More to the point, I was excited to waste half my weekend in the creation suites like in the good old days.
Of course, much has changed since the days of Smackdown Vs Raw, especially ever since 2K took control of the franchise. The gameplay has moved into simulation territory with momentum meters, stamina and match ratings to worry about. It certainly has the same core gameplay I remember, but it requires pacing and care instead of just repeatedly spearing your opponent until they don’t get back up. This simulation focus continues in WWE 2K17 as the series gets back to basics in a way, but here’s the thing – for every correct move 2K and Yukes have made this year there’s an issue ready to strike down the fun. The result is clearly great potential that ends up on the ropes.
What’s best for business…
Not much has changed from a gameplay standpoint if you’re returning from last year. Input combinations give you the usual mix of strikes and grapples we’ve seen from the series for years, although the updated animations are visually refreshing. This goes for the “selling” too, as those repeatedly slammed look and move like they’re actually hurt. Unfortunately, just as the game appears technically sound it throws a spanner in the works. Reversals, for example, are often temperamental thanks to animations not flowing together correctly. There were numerous occasions where my timing looked spot on but the move happened anyway, which was highly frustrating.

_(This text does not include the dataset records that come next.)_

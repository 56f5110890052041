// THEORY:
// The `geometry` module defines the placement transform that maps shape-local
// template offsets to absolute image coordinates. Every candidate the scanner
// proposes and every pixel the validator samples goes through this one
// composition, so the order of operations is fixed and load-bearing:
//
//     absolute = translate(rotate(flip(local)))
//
// 1.  **Flip**: mirrors the template along one or both local axes. The four
//     combinations of the two mirror bits cover the four variants a single
//     orientation can produce.
// 2.  **Rotate**: transposes (x, y) to (y, x) when the orientation is
//     `Vertical`, turning the template's row-aligned silhouette into a
//     column-aligned one. `Horizontal` is the identity.
// 3.  **Translate**: adds the candidate's anchor position.
//
// All three steps are bijective, so the whole transform is invertible, even
// though nothing in the engine ever needs to invert it at runtime. Everything
// here is pure integer math with no side effects.

/// The scan axis a silhouette's long run lies along.
#[derive(Debug, Clone, Copy, PartialEq, Eq)]
pub enum Orientation {
    /// The five-pixel run lies along a row; local coordinates are used as-is.
    Horizontal,
    /// The run lies along a column; local (x, y) is transposed to (y, x).
    Vertical,
}

impl Orientation {
    /// Transposes the coordinate pair iff the orientation is `Vertical`.
    pub fn rotate(self, x: i32, y: i32) -> (i32, i32) {
        match self {
            Orientation::Horizontal => (x, y),
            Orientation::Vertical => (y, x),
        }
    }
}

/// Mirroring of the template, expressed as two independent axes rather than
/// a packed bit flag so each bit's meaning stays explicit.
#[derive(Debug, Clone, Copy, PartialEq, Eq)]
pub struct Flip {
    /// Negate the local x coordinate.
    pub mirror_x: bool,
    /// Negate the local y coordinate.
    pub mirror_y: bool,
}

impl Flip {
    pub const ZERO: Flip = Flip { mirror_x: false, mirror_y: false };
    pub const HORIZONTAL: Flip = Flip { mirror_x: true, mirror_y: false };
    pub const VERTICAL: Flip = Flip { mirror_x: false, mirror_y: true };
    pub const BOTH: Flip = Flip { mirror_x: true, mirror_y: true };

    /// Negates x and/or y according to the mirror axes.
    pub fn apply(self, x: i32, y: i32) -> (i32, i32) {
        let x = if self.mirror_x { -x } else { x };
        let y = if self.mirror_y { -y } else { y };
        (x, y)
    }
}

/// The full placement transform for one candidate or confirmed match.
#[derive(Debug, Clone, Copy, PartialEq, Eq)]
pub struct Offset {
    /// Anchor column in absolute image coordinates.
    pub x: i32,
    /// Anchor row in absolute image coordinates.
    pub y: i32,
    pub orientation: Orientation,
    pub flip: Flip,
}

impl Offset {
    /// Maps a shape-local offset to absolute image coordinates.
    /// Flip first, then rotate, then translate by the anchor.
    pub fn transform(&self, local_x: i32, local_y: i32) -> (i32, i32) {
        let (x, y) = self.flip.apply(local_x, local_y);
        let (x, y) = self.orientation.rotate(x, y);
        (x + self.x, y + self.y)
    }
}

#[cfg(test)]
mod tests {
    use super::*;

    const ORIENTATIONS: [Orientation; 2] = [Orientation::Horizontal, Orientation::Vertical];
    const FLIPS: [Flip; 4] = [Flip::ZERO, Flip::HORIZONTAL, Flip::VERTICAL, Flip::BOTH];

    /// The algebraic inverse: untranslate, unrotate, unflip. Rotate and flip
    /// are both self-inverse, so only the order is reversed.
    fn untransform(offset: &Offset, abs_x: i32, abs_y: i32) -> (i32, i32) {
        let (x, y) = (abs_x - offset.x, abs_y - offset.y);
        let (x, y) = offset.orientation.rotate(x, y);
        offset.flip.apply(x, y)
    }

    #[test]
    fn rotate_transposes_only_vertical() {
        assert_eq!(Orientation::Horizontal.rotate(3, -7), (3, -7));
        assert_eq!(Orientation::Vertical.rotate(3, -7), (-7, 3));
    }

    #[test]
    fn flip_negates_selected_axes() {
        assert_eq!(Flip::ZERO.apply(2, 5), (2, 5));
        assert_eq!(Flip::HORIZONTAL.apply(2, 5), (-2, 5));
        assert_eq!(Flip::VERTICAL.apply(2, 5), (2, -5));
        assert_eq!(Flip::BOTH.apply(2, 5), (-2, -5));
    }

    #[test]
    fn transform_applies_flip_before_rotation() {
        let offset = Offset {
            x: 10,
            y: 20,
            orientation: Orientation::Vertical,
            flip: Flip::HORIZONTAL,
        };
        // (2, 1) -> flip -> (-2, 1) -> rotate -> (1, -2) -> translate.
        assert_eq!(offset.transform(2, 1), (11, 18));
    }

    #[test]
    fn transform_round_trips_through_its_inverse() {
        let corners = [(-2, -1), (2, -1), (-2, 2), (2, 2)];
        for orientation in ORIENTATIONS {
            for flip in FLIPS {
                let offset = Offset { x: 37, y: -4, orientation, flip };
                for (lx, ly) in corners {
                    let (ax, ay) = offset.transform(lx, ly);
                    assert_eq!(
                        untransform(&offset, ax, ay),
                        (lx, ly),
                        "round trip failed for {orientation:?} {flip:?}"
                    );
                }
            }
        }
    }
}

That said, when the gameplay flows as intended it replicates the back and forth action of the WWE shows really well. The way the game rewards you for varying your actions makes it less boring compared to games of yesteryear (especially when I had powered up a created character wrecking everyone in sight.) The addition of new move sets for specific scenarios such as ladder and Royal Rumble finishers are a great touch, too, but I did find all learning all the various different ways to unleash pain was overwhelming initially.
It doesn’t help that the game doesn’t feature a proper tutorial, only providing a small pop-up when new mechanics are used for the first time. As someone returning to the series after several years, I spent hours teaching myself the different grapple types and interactions, and this meant my first few gameplay hours felt too restricting. For example, it was by trial and error that I learned how to move in & out of the ring easily (it’s L1, FYI.) I hope 2K consider throwing in actual tutorials next year or at the very least some on-disc gameplay videos. Yes, external links to manuals and Youtube videos are available, but a lack of in-game explanation isn’t good enough for something that wants to be a simulation.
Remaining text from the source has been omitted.